Here's a breakdown of the available information:
1. Table of Acceptance Criteria and Reported Device Performance:
This information is not provided in a quantifiable way typical for AI/ML device performance. The document states:
Acceptance Criteria (Implied) | Reported Device Performance |
---|---|
Conformance to ASTM Standards (Mechanical/Material) | "Testing per recognized ASTM standards was presented." |
Substantial Equivalence to Predicate Devices | "Comparisons of device performance data, materials, indications and design/function to predicate devices were provided in making a determination of substantial equivalence." |
2. Sample size used for the test set and the data provenance:
- Not applicable / Not provided. This document describes a spinal implant, not a data-driven device that requires a "test set" in the AI/ML sense. The performance data refers to mechanical and material testing, not clinical data sets.
3. Number of experts used to establish the ground truth for the test set and the qualifications of those experts:
- Not applicable / Not provided. Ground truth, in the context of AI/ML, refers to labels or diagnoses provided by experts on a dataset. This information is not relevant to the clearance of a spinal implant.
4. Adjudication method for the test set:
- Not applicable / Not provided. Adjudication methods are used in AI/ML studies to resolve disagreements among experts in labeling data. This is not pertinent to the current device.

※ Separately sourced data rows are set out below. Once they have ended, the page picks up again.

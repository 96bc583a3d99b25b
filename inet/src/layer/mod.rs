//! The process logic of protocol layers.
//!
//! The packet logic lives in `wire`, the state and processing in this module. The IP layer is an
//! external collaborator; [`ip`] only states the contract the TCP engine expects of it. The
//! [`tcp`] engine consumes that contract below and is driven by a dispatch layer above, whose
//! requests all answer with the client-visible [`Error`] defined here.
//!
//! [`ip`]: ip/index.html
//! [`tcp`]: tcp/index.html
//! [`Error`]: enum.Error.html
use core::fmt;

pub mod ip;
pub mod tcp;

pub type Result<T> = core::result::Result<T, Error>;

/// Errors reported to the clients of a layer.
///
/// Each client operation is answered exactly once, either with its result or with one of these.
/// Failures of lower layers are translated into these at the boundary where they can be related
/// to a particular connection.
#[derive(Clone, Copy, Debug, PartialEq, Eq, Hash)]
pub enum Error {
    /// The peer answered a connection request with a reset.
    ConnRefused,

    /// The connection was reset, by the peer or by a local abort.
    ConnReset,

    /// The peer stopped acknowledging and the connection gave up.
    TimedOut,

    /// The IP layer reported the destination as unreachable.
    HostUnreachable,

    /// No route to the destination network exists.
    NetUnreachable,

    /// The requested address or four-tuple is already taken.
    AddrInUse,

    /// The handle is not configured for the operation.
    ///
    /// Connecting without a local port or remote address, or setting a port of zero.
    BadMode,

    /// The request is not known to this layer.
    BadIoctl,

    /// An argument is invalid for the current state.
    Invalid,

    /// The handle has no connection to operate on.
    NotConnected,

    /// The handle already has a connection and can not be reconfigured.
    AlreadyConnected,

    /// Writing after the send side has been shut down.
    Shutdown,

    /// The operation was cancelled before it completed.
    Interrupted,

    /// A fixed size table is full; try again later.
    Again,

    /// Another operation of the same kind is still outstanding on the handle.
    InProgress,

    /// Urgent data is pending and must be read in urgent mode first.
    Urgent,

    /// Reading in urgent mode while no urgent data is pending.
    NoUrgent,

    /// The connection was closed to reclaim buffers for others.
    OutOfBuffers,

    /// The handle does not refer to an open client.
    BadHandle,
}

impl fmt::Display for Error {
    fn fmt(&self, f: &mut fmt::Formatter) -> fmt::Result {
        let msg = match self {
            Error::ConnRefused => "connection refused",
            Error::ConnReset => "connection reset",
            Error::TimedOut => "connection timed out",
            Error::HostUnreachable => "destination host unreachable",
            Error::NetUnreachable => "destination network unreachable",
            Error::AddrInUse => "address in use",
            Error::BadMode => "bad mode",
            Error::BadIoctl => "bad ioctl",
            Error::Invalid => "invalid argument",
            Error::NotConnected => "not connected",
            Error::AlreadyConnected => "already connected",
            Error::Shutdown => "send side shut down",
            Error::Interrupted => "interrupted",
            Error::Again => "resource temporarily unavailable",
            Error::InProgress => "operation in progress",
            Error::Urgent => "urgent data pending",
            Error::NoUrgent => "no urgent data pending",
            Error::OutOfBuffers => "out of buffers",
            Error::BadHandle => "bad handle",
        };
        f.write_str(msg)
    }
}

#[cfg(feature = "std")]
impl std::error::Error for Error {}
use core::fmt;

use inet::time::Duration;

/// The result of one transfer.
pub struct Score {
    /// Bytes the server read, all of them verified.
    pub(crate) data_len: u64,
    /// Simulated time from the connect until the server saw the end of the stream.
    pub(crate) time: Duration,
    /// Segments put on both links.
    pub(crate) segments: u32,
    /// Segments the links lost on purpose.
    pub(crate) dropped: u32,
}

impl Score {
    pub fn data_len(&self) -> u64 {
        self.data_len
    }

    fn total_kb(&self) -> u64 {
        self.data_len / 1024
    }

    fn elapsed_secs(&self) -> f32 {
        self.time.as_millis() as f32 / 1000.0
    }

    fn effective_rate(&self) -> f32 {
        (self.data_len as f32) / self.elapsed_secs().max(0.001)
    }
}

impl fmt::Display for Score {
    fn fmt(&self, f: &mut fmt::Formatter) -> fmt::Result {
        writeln!(f, "Transferred: {} kB in {:.3} s", self.total_kb(), self.elapsed_secs())?;
        writeln!(f, "Rate: {:.1} kB/s (simulated)", self.effective_rate() / 1024.0)?;
        write!(f, "Segments: {} ({} dropped)", self.segments, self.dropped)
    }
}
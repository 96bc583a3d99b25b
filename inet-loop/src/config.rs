use structopt::StructOpt;

use inet::buf::{self, Class};

#[derive(Clone, Debug, StructOpt)]
#[structopt(name = "inet-loop", about = "Transfer bytes between two engines over a simulated link.")]
pub struct Config {
    /// Number of bytes the client sends.
    #[structopt(short = "n", long = "bytes", default_value = "1048576")]
    pub bytes: usize,

    /// Bytes per write and per read.
    #[structopt(short = "l", long = "chunk", default_value = "8192")]
    pub chunk: usize,

    /// MTU of the link, larger segments with the don't-fragment bit are refused.
    #[structopt(long = "mtu", default_value = "1500")]
    pub mtu: usize,

    /// Size of the large pool segments.
    #[structopt(long = "segment-size", default_value = "2048")]
    pub segment_size: usize,

    /// Number of large pool segments.
    #[structopt(long = "segments", default_value = "256")]
    pub segments: usize,

    /// Segments a link holds before it reports to be busy.
    #[structopt(long = "queue", default_value = "64")]
    pub queue: usize,

    /// Milliseconds a round of deliveries takes.
    #[structopt(long = "latency", default_value = "1")]
    pub latency: u32,

    /// Lose every n-th segment on each link, 0 loses none.
    #[structopt(long = "drop-every", default_value = "0")]
    pub drop_every: usize,

    #[structopt(long = "port", default_value = "5001")]
    pub port: u16,

    /// Give up after this many simulated seconds.
    #[structopt(long = "timeout", default_value = "600")]
    pub timeout: u32,

    #[structopt(short = "v", long = "verbose", parse(from_occurrences))]
    pub verbose: u8,
}

impl Config {
    pub fn from_args() -> Self {
        StructOpt::from_args()
    }

    /// Dimensions of the pool both engines share.
    pub fn pool(&self) -> buf::Config {
        buf::Config {
            classes: vec![
                Class { size: 512, count: 4 * self.segments },
                Class { size: self.segment_size, count: self.segments },
            ],
            nodes: 16 * self.segments,
        }
    }
}
use core::fmt;

use super::arena::NodeId;
use super::Chain;

/// A FIFO of chains threaded through the queue link of their head descriptors.
///
/// Queueing needs no storage besides the chains themselves, so it can never fail for lack of
/// memory. Dropping the queue drops all chains in it.
#[derive(Default)]
pub struct ChainQueue {
    head: Option<Chain>,
    /// Head descriptor of the last chain, owned through the link of its predecessor.
    tail: Option<NodeId>,
    len: usize,
}

impl ChainQueue {
    pub fn new() -> Self {
        ChainQueue::default()
    }

    /// Queue a chain at the back.
    pub fn push(&mut self, mut chain: Chain) {
        chain.own_head();
        let id = chain.head_id();
        match self.tail {
            None => self.head = Some(chain),
            Some(tail) => if let Some(head) = &self.head {
                head.attach_link(tail, chain);
            },
        }
        self.tail = Some(id);
        self.len += 1;
    }

    /// Take the chain at the front.
    pub fn pop(&mut self) -> Option<Chain> {
        let head = self.head.take()?;
        self.head = head.take_link();
        if self.head.is_none() {
            self.tail = None;
        }
        self.len -= 1;
        Some(head)
    }

    /// Put a chain back at the front.
    pub fn push_front(&mut self, mut chain: Chain) {
        chain.own_head();
        match self.head.take() {
            None => self.tail = Some(chain.head_id()),
            Some(old) => {
                let previous = chain.set_link(Some(old));
                debug_assert!(previous.is_none());
            },
        }
        self.head = Some(chain);
        self.len += 1;
    }

    pub fn front(&self) -> Option<&Chain> {
        self.head.as_ref()
    }

    pub fn len(&self) -> usize {
        self.len
    }

    pub fn is_empty(&self) -> bool {
        self.head.is_none()
    }
}

impl fmt::Debug for ChainQueue {
    fn fmt(&self, f: &mut fmt::Formatter) -> fmt::Result {
        f.debug_struct("ChainQueue")
            .field("len", &self.len)
            .finish()
    }
}
//! The contract between the TCP engine and the IP layer below it.
//!
//! The IP layer is not part of this crate. It hands reassembled, verified datagrams to the
//! engine together with the header fields the pseudo header checksum needs, and accepts
//! segments for transmission through [`IpLayer`]. Routing feedback such as ICMP errors is
//! forwarded as a [`Report`].
//!
//! [`IpLayer`]: trait.IpLayer.html
//! [`Report`]: enum.Report.html
use core::fmt;

use crate::buf::Chain;
use crate::wire::{IpProtocol, Ipv4Address};

/// The largest time to live an IP header can carry.
pub const MAX_TTL: u8 = 255;

/// Per-datagram parameters of an outgoing segment.
#[derive(Clone, Copy, Debug, PartialEq, Eq, Hash)]
pub struct SendInfo {
    pub src: Ipv4Address,
    pub dst: Ipv4Address,
    pub protocol: IpProtocol,
    pub ttl: u8,
    pub tos: u8,
    /// Set the don't fragment bit, for path MTU discovery.
    pub dont_fragment: bool,
}

/// The header fields of an arriving datagram.
#[derive(Clone, Copy, Debug, PartialEq, Eq, Hash)]
pub struct Arrival {
    pub src: Ipv4Address,
    pub dst: Ipv4Address,
    pub protocol: IpProtocol,
}

/// Why the IP layer did not take a segment.
#[derive(Debug)]
pub enum SendError {
    /// The layer is busy. The segment is handed back; the engine keeps it and retries once the
    /// layer reports that it is writable again.
    WouldBlock(Chain),

    /// The destination is known to be unreachable.
    Unreachable,

    /// The datagram exceeds the MTU of the outgoing link while fragmentation is forbidden.
    TooBig {
        /// The permitted datagram size, if the layer knows it.
        mtu: Option<u16>,
    },

    /// There is no route towards the destination.
    NoRoute,
}

/// Asynchronous feedback about earlier datagrams, typically from ICMP.
#[derive(Clone, Copy, Debug, PartialEq, Eq, Hash)]
pub enum Report {
    /// A router could not deliver to `dst`, for example because the time to live ran out.
    Unreachable {
        src: Ipv4Address,
        dst: Ipv4Address,
        src_port: u16,
        dst_port: u16,
    },

    /// A router needed to fragment a datagram towards `dst` but was not allowed to.
    TooBig {
        src: Ipv4Address,
        dst: Ipv4Address,
        src_port: u16,
        dst_port: u16,
        /// The next-hop MTU from the report, if the router included one.
        mtu: Option<u16>,
    },
}

/// The sending half of an IP layer.
pub trait IpLayer {
    /// Queue a transport segment for delivery.
    ///
    /// Succeeds when the layer took ownership of the segment. The datagram length is the segment
    /// length plus the IP header.
    fn send(&mut self, info: SendInfo, segment: Chain) -> Result<(), SendError>;
}

impl<T: IpLayer + ?Sized> IpLayer for &'_ mut T {
    fn send(&mut self, info: SendInfo, segment: Chain) -> Result<(), SendError> {
        (**self).send(info, segment)
    }
}

impl fmt::Display for SendError {
    fn fmt(&self, f: &mut fmt::Formatter) -> fmt::Result {
        match self {
            SendError::WouldBlock(_) => write!(f, "would block"),
            SendError::Unreachable => write!(f, "destination unreachable"),
            SendError::TooBig { mtu: Some(mtu) } => write!(f, "packet too big, mtu {}", mtu),
            SendError::TooBig { mtu: None } => write!(f, "packet too big"),
            SendError::NoRoute => write!(f, "no route"),
        }
    }
}
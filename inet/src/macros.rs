/// Define an enumeration with known variants and an unknown representation.
///
/// Protocol fields such as the IP protocol number only standardize some of their values. The
/// macro derives lossless converters between the enumeration and its underlying integer so that
/// unknown values survive a parse and emit cycle unchanged.
// Copyright (C) 2016 whitequark@whitequark.org
macro_rules! enum_with_unknown {
    (
        $( #[$enum_attr:meta] )*
        pub enum $name:ident($ty:ty) {
            $( $variant:ident = $value:expr ),+ $(,)*
        }
    ) => {
        enum_with_unknown! {
            $( #[$enum_attr] )*
            pub doc enum $name($ty) {
                $( #[allow(missing_docs)] $variant = $value ),+
            }
        }
    };
    (
        $( #[$enum_attr:meta] )*
        pub doc enum $name:ident($ty:ty) {
            $(
              $( #[$variant_attr:meta] )+
              $variant:ident = $value:expr $(,)*
            ),+
        }
    ) => {
        #[derive(Debug, PartialEq, Eq, PartialOrd, Ord, Clone, Copy, Hash)]
        $( #[$enum_attr] )*
        pub enum $name {
            $(
              $( #[$variant_attr] )*
              $variant
            ),*,
            /// A value without a registered interpretation.
            Unknown($ty)
        }

        impl ::core::convert::From<$ty> for $name {
            fn from(value: $ty) -> Self {
                match value {
                    $( $value => $name::$variant ),*,
                    other => $name::Unknown(other)
                }
            }
        }

        impl ::core::convert::From<$name> for $ty {
            fn from(value: $name) -> Self {
                match value {
                    $( $name::$variant => $value ),*,
                    $name::Unknown(other) => other
                }
            }
        }
    }
}

#[cfg(feature = "log")]
#[macro_use]
mod logging {
    macro_rules! net_log {
        (trace, $($arg:expr),*) => { ::log::trace!(target: "inet", $($arg),*) };
        (debug, $($arg:expr),*) => { ::log::debug!(target: "inet", $($arg),*) };
        (warn, $($arg:expr),*) => { ::log::warn!(target: "inet", $($arg),*) };
    }
}

#[cfg(not(feature = "log"))]
#[macro_use]
mod logging {
    macro_rules! net_log {
        ($level:ident, $($arg:expr),*) => {{ $( let _ = &$arg; )* }}
    }
}

macro_rules! net_trace {
    ($($arg:expr),*) => (net_log!(trace, $($arg),*));
}

macro_rules! net_debug {
    ($($arg:expr),*) => (net_log!(debug, $($arg),*));
}

macro_rules! net_warn {
    ($($arg:expr),*) => (net_log!(warn, $($arg),*));
}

5. If a multi-reader multi-case (MRMC) comparative effectiveness study was done, and the effect size of how much human readers improve with AI vs without AI assistance:
- Not applicable / Not provided. This device is a surgical implant, not an AI-powered diagnostic or assistive tool. Therefore, an MRMC study comparing human readers with and without AI assistance is irrelevant.
6. If a standalone (i.e., algorithm only without human-in-the-loop performance) was done:
- Not applicable / Not provided. There is no algorithm for this device.
7. The type of ground truth used:
- Not applicable / Not provided. The "ground truth" for a spinal implant's safety and effectiveness is established through engineering testing (e.g., biomechanical strength, material compatibility), pre-clinical studies, and clinical experience with similar predicate devices, rather than a "ground truth" for data labeling. The regulatory decision is based on substantial equivalence to predicate devices which have an established safety and effectiveness profile.
8. The sample size for the training set:
- Not applicable / Not provided. This device does not involve machine learning; therefore, there is no "training set."
9. How the ground truth for the training set was established:
- Not applicable / Not provided. As there is no training set for an AI/ML model, this question is not relevant.
In summary: The provided document is a 510(k) summary for a traditional medical device (spinal fixation system). The regulatory review for such devices focuses on demonstrating substantial equivalence to legally marketed predicate devices, primarily through engineering performance data (e.g., mechanical testing conforming to ASTM standards), material safety, and similarity in design and intended use. The concepts of "acceptance criteria" and "study proving device meets acceptance criteria" for AI/ML devices, involving test sets, ground truth, experts, and reader studies, are not applicable to this type of traditional device clearance.